To respond to the profound threat that global climate change poses to development, the United States has also launched a Global Climate Change Initiative (GCCI) to spur global greenhouse gas emission reductions in the energy and forests and land-use sectors and to promote climate change adaptation in vulnerable countries and communities. As part of this effort, the United States has committed to contributing our share of a sum approaching $30 billion over the 2010–2012 period, as called for in the Copenhagen Accord, for “fast-start” funding to assist developing countries address climate change. These funds include support for the Administration’s Copenhagen announcement that it would dedicate $1 billion for Reducing Emissions from Deforestation and Forest Degradation (REDD+) from 2010-2012.

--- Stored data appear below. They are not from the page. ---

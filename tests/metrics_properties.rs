//! Behavioural tests for the metrics registry through the public API.

use eventmeter::metrics::{Metric, MetricRegistry, MetricsError};
use std::sync::Arc;

#[test]
fn test_counter_exposition_exact() {
    let registry = MetricRegistry::new();
    let counter = registry.counter("requests_total", "Total requests").unwrap();
    counter.increment(42.0).unwrap();

    assert_eq!(
        registry.render(),
        "# HELP requests_total Total requests\n\
         # TYPE requests_total counter\n\
         requests_total 42\n"
    );
}

#[test]
fn test_histogram_end_to_end() {
    let registry = MetricRegistry::new();
    let histogram = registry
        .histogram_with_buckets("latency_seconds", "Latency", &[0.1, 0.5, 1.0])
        .unwrap();

    for value in [0.05, 0.2, 0.2, 2.0] {
        histogram.observe(value);
    }

    let snapshot = histogram.snapshot();
    assert_eq!(snapshot.bucket(0.1), Some(1));
    assert_eq!(snapshot.bucket(0.5), Some(3));
    assert_eq!(snapshot.bucket(1.0), Some(3));
    assert_eq!(snapshot.bucket(f64::INFINITY), Some(4));
    assert_eq!(snapshot.count, 4);
    assert!((snapshot.sum - 2.45).abs() < 1e-12);
}

#[test]
fn test_reregistration_keeps_value() {
    let registry = MetricRegistry::new();
    registry.counter("x", "help").unwrap().increment(7.0).unwrap();

    let again = registry.counter("x", "help").unwrap();
    assert_eq!(again.value(), 7.0);
}

#[test]
fn test_kind_conflict() {
    let registry = MetricRegistry::new();
    registry.counter("x", "help1").unwrap();

    let result = registry.histogram_with_buckets("x", "help2", &[1.0]);
    assert!(matches!(result, Err(MetricsError::DuplicateMetric { .. })));

    // The existing counter is untouched
    assert!(matches!(registry.get("x"), Some(Metric::Counter(_))));
}

#[test]
fn test_negative_increment_rejected() {
    let registry = MetricRegistry::new();
    let counter = registry.counter("x", "help").unwrap();
    assert!(matches!(
        counter.increment(-0.5),
        Err(MetricsError::InvalidDelta { .. })
    ));
}

#[test]
fn test_counter_stress_threads() {
    let registry = MetricRegistry::new();
    let counter = registry.counter("stress_total", "Stress").unwrap();

    std::thread::scope(|s| {
        for _ in 0..100 {
            let counter = Arc::clone(&counter);
            s.spawn(move || {
                for _ in 0..1000 {
                    counter.increment(1.0).unwrap();
                }
            });
        }
    });

    assert_eq!(counter.value(), 100_000.0);
    assert!(registry.render().contains("stress_total 100000\n"));
}

#[tokio::test(flavor = "multi_thread", worker_threads = 4)]
async fn test_counter_stress_tasks() {
    let registry = MetricRegistry::new();

    let tasks: Vec<_> = (0..100)
        .map(|_| {
            let registry = registry.clone();
            tokio::spawn(async move {
                // Every task registers by name; all must share one counter
                let counter = registry.counter("tasks_total", "Tasks").unwrap();
                for i in 0..1000 {
                    counter.inc();
                    if i % 100 == 0 {
                        tokio::task::yield_now().await;
                    }
                }
            })
        })
        .collect();

    for task in futures::future::join_all(tasks).await {
        task.unwrap();
    }

    match registry.get("tasks_total") {
        Some(Metric::Counter(counter)) => assert_eq!(counter.value(), 100_000.0),
        other => panic!("unexpected metric: {:?}", other),
    }
}

#[test]
fn test_render_during_updates_is_consistent() {
    let registry = MetricRegistry::new();
    let histogram = registry
        .histogram_with_buckets("h", "help", &[0.5, 2.0])
        .unwrap();

    std::thread::scope(|s| {
        for _ in 0..4 {
            let histogram = Arc::clone(&histogram);
            s.spawn(move || {
                for _ in 0..5000 {
                    histogram.observe(1.0);
                }
            });
        }

        let registry = &registry;
        s.spawn(move || {
            for _ in 0..200 {
                let output = registry.render();
                let value = |prefix: &str| -> f64 {
                    output
                        .lines()
                        .find_map(|line| line.strip_prefix(prefix))
                        .and_then(|v| v.parse().ok())
                        .unwrap()
                };

                let count = value("h_count ");
                assert_eq!(value("h_sum "), count);
                assert_eq!(value("h_bucket{le=\"+Inf\"} "), count);
                assert_eq!(value("h_bucket{le=\"2\"} "), count);
                assert_eq!(value("h_bucket{le=\"0.5\"} "), 0.0);
            }
        });
    });

    assert_eq!(histogram.snapshot().count, 20_000);
}
//! Logging initialization.

use crate::config::LogFormat;
use tracing_subscriber::{EnvFilter, fmt, layer::SubscriberExt, util::SubscriberInitExt};

/// Initialize the global tracing subscriber.
///
/// `RUST_LOG` takes precedence over `level` when it is set.
///
/// # Arguments
///
/// * `level` - Log level filter (e.g., "info", "debug")
/// * `format` - Log output format (json or pretty)
pub fn init_logging(level: &str, format: &LogFormat) {
    let filter = EnvFilter::try_from_default_env().unwrap_or_else(|_| EnvFilter::new(level));

    let registry = tracing_subscriber::registry().with(filter);

    match format {
        LogFormat::Json => {
            registry.with(fmt::layer().json()).init();
        }
        LogFormat::Pretty => {
            registry.with(fmt::layer().pretty()).init();
        }
    }
}
//! Request routing and handlers.

use crate::metrics::text::CONTENT_TYPE as METRICS_CONTENT_TYPE;
use crate::state::AppState;
use crate::util::{REQUEST_ID_HEADER, RequestId};
use bytes::Bytes;
use http_body_util::Full;
use hyper::header::{CONTENT_TYPE, HeaderValue};
use hyper::{Method, Request, Response, StatusCode};
use serde_json::json;
use std::convert::Infallible;
use tracing::debug;

/// Path of the instrumented event endpoint.
pub const EVENT_PATH: &str = "/api/v1/event";

/// Built-in routes; the metrics path may not reuse any of these.
pub const RESERVED_PATHS: [&str; 4] = ["/", EVENT_PATH, "/health", "/healthz"];

const JSON: &str = "application/json";
const PLAIN: &str = "text/plain; charset=utf-8";

/// Handle one HTTP request.
///
/// Scrapes of the metrics path are served straight from the registry and are
/// not counted. Every other request is counted and timed from entry to exit.
pub async fn handle_request<B>(
    req: Request<B>,
    state: &AppState,
) -> Result<Response<Full<Bytes>>, Infallible> {
    let method = req.method().clone();
    let path = req.uri().path().to_string();

    let metrics_config = &state.config().metrics;
    if metrics_config.enabled && path == metrics_config.path {
        debug!(method = %method, path = %path, "metrics scrape");
        return Ok(scrape(&method, state));
    }

    let request_id = RequestId::from_headers(req.headers());
    let timer = state.request_metrics().start_timer();

    let mut response = route(&method, &path, state).await;

    let duration = timer.finish();

    if let Ok(value) = HeaderValue::from_str(request_id.as_str()) {
        response.headers_mut().insert(REQUEST_ID_HEADER, value);
    }

    debug!(
        request_id = %request_id,
        method = %method,
        path = %path,
        status = response.status().as_u16(),
        duration_ms = duration.as_millis() as u64,
        "request handled"
    );

    Ok(response)
}

async fn route(method: &Method, path: &str, state: &AppState) -> Response<Full<Bytes>> {
    if method != Method::GET {
        return response(StatusCode::METHOD_NOT_ALLOWED, PLAIN, "Method not allowed\n");
    }

    match path {
        "/" => json_response(StatusCode::OK, json!({ "status": "ok" })),
        EVENT_PATH => {
            let delay = state.config().server.event_delay;
            if !delay.is_zero() {
                tokio::time::sleep(delay).await;
            }
            json_response(StatusCode::OK, json!({ "message": "event generated" }))
        }
        "/health" | "/healthz" => response(StatusCode::OK, PLAIN, "OK\n"),
        _ => response(StatusCode::NOT_FOUND, PLAIN, "Not found\n"),
    }
}

fn scrape(method: &Method, state: &AppState) -> Response<Full<Bytes>> {
    if method != Method::GET {
        return response(StatusCode::METHOD_NOT_ALLOWED, PLAIN, "Method not allowed\n");
    }
    response(
        StatusCode::OK,
        METRICS_CONTENT_TYPE,
        state.registry().render(),
    )
}

fn json_response(status: StatusCode, body: serde_json::Value) -> Response<Full<Bytes>> {
    response(status, JSON, body.to_string())
}

fn response(
    status: StatusCode,
    content_type: &'static str,
    body: impl Into<Bytes>,
) -> Response<Full<Bytes>> {
    let mut response = Response::new(Full::new(body.into()));
    *response.status_mut() = status;
    response
        .headers_mut()
        .insert(CONTENT_TYPE, HeaderValue::from_static(content_type));
    response
}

Complementing this significant increase in financial assistance, President Obama launched the Major Economies Forum on Energy and Climate (MEF), establishing an enhanced dialogue among 17 developed and developing economies, representing 80 percent of global emissions, to help support the multilateral negotiating process and devise new ways to advance the development and deployment of clean energy technologies. Experts from these countries have since developed action plans covering 10 key clean energy technologies, and ministers at the July 2010 Clean Energy Ministerial launched a suite of initiatives aimed at implementing these action plans.